## [ACTION ITEM]
Retype, word for word, each line between the lines holding "filename libraries/aria-core/src/lib.rs" and "across the player", inclusive, and leave the rest of the data alone.

Stored data entries:
====
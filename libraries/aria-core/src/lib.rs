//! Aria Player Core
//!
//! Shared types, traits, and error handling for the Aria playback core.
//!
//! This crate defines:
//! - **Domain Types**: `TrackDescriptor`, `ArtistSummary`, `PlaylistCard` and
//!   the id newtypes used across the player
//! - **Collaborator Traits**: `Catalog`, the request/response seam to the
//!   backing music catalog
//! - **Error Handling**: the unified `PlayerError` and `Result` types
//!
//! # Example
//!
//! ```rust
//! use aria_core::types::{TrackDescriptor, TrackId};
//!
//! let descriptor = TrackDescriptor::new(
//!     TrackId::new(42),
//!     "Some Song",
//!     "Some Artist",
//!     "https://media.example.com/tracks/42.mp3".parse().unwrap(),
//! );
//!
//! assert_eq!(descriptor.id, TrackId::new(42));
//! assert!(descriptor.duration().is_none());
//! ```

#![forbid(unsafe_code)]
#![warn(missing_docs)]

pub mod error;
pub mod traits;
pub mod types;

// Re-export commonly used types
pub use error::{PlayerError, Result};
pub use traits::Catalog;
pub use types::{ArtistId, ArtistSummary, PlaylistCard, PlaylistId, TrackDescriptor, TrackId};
====
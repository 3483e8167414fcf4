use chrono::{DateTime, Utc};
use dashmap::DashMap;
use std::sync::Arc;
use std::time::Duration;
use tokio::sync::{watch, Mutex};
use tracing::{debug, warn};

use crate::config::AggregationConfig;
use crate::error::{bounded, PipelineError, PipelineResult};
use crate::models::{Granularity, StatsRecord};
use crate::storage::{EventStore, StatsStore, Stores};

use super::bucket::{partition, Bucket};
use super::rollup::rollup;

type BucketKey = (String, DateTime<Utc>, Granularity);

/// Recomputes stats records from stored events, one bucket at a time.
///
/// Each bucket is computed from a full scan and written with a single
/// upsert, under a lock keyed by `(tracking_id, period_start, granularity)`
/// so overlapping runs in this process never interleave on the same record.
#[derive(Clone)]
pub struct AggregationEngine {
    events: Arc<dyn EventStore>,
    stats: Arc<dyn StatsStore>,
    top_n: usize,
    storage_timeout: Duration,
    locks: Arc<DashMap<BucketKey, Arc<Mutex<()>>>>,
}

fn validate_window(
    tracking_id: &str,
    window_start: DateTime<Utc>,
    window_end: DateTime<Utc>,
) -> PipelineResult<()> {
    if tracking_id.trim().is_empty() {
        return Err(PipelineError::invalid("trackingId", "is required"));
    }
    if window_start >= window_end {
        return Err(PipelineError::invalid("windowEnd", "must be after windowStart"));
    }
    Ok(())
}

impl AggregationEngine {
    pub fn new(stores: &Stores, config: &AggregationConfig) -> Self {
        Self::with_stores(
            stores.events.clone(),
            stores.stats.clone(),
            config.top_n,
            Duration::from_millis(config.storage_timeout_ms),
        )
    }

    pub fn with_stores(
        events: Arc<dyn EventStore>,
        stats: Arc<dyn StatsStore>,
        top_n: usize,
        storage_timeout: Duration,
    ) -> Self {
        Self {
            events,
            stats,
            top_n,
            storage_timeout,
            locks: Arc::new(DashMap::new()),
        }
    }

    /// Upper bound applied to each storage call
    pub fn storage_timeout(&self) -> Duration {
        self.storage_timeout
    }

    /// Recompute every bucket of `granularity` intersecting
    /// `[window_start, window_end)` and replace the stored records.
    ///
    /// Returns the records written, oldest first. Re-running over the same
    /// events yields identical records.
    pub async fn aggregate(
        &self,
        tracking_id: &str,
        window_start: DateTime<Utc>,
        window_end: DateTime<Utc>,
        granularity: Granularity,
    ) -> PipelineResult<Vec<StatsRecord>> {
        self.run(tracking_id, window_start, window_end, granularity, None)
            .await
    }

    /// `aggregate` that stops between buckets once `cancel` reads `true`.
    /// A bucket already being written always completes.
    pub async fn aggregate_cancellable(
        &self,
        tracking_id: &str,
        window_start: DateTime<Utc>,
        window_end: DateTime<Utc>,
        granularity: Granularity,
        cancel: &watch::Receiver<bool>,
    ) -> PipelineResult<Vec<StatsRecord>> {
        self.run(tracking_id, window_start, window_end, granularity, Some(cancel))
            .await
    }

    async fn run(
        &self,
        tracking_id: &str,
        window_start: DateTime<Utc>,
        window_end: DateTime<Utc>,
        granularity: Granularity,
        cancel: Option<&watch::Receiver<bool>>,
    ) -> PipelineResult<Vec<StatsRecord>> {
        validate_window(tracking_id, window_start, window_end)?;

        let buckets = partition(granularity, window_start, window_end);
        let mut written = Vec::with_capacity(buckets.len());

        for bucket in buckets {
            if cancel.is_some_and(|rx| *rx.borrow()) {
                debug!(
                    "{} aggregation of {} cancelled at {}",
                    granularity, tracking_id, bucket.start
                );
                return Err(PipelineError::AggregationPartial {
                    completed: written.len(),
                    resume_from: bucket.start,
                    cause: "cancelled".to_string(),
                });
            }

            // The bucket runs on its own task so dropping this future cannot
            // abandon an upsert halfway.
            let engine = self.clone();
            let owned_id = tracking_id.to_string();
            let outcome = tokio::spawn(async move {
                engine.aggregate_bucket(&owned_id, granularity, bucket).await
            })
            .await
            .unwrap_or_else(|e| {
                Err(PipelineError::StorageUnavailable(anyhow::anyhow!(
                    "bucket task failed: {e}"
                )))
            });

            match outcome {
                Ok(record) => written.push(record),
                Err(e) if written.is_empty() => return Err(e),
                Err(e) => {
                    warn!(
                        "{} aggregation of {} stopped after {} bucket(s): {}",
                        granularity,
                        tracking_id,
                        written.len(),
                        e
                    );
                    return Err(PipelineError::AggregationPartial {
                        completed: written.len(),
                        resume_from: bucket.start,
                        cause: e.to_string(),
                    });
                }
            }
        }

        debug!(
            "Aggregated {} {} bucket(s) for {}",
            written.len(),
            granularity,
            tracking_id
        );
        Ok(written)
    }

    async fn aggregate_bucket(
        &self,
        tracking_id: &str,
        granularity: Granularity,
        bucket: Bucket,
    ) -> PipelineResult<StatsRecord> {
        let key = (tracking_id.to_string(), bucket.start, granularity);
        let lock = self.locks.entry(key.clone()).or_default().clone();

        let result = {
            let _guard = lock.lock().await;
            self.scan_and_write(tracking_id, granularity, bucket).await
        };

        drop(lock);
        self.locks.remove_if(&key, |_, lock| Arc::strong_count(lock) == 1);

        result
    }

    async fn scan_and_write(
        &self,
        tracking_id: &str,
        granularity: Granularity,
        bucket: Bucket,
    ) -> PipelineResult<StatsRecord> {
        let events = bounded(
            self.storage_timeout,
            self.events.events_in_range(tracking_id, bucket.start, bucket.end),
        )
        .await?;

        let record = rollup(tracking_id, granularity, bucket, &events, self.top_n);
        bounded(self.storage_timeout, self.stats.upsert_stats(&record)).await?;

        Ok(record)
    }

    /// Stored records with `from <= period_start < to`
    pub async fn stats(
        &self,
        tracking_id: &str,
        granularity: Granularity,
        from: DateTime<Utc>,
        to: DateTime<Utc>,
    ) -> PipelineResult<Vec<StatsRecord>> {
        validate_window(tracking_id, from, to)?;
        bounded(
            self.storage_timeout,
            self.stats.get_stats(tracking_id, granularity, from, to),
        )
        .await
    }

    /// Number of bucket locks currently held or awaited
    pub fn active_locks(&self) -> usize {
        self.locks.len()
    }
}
====
## [ANSWER FOR THE TASK]
filename libraries/aria-core/src/lib.rs
//! Aria Player Core
//!
//! Shared types, traits, and error handling for the Aria playback core.
//!
//! This crate defines:
//! - **Domain Types**: `TrackDescriptor`, `ArtistSummary`, `PlaylistCard` and
//!   the id newtypes used across the player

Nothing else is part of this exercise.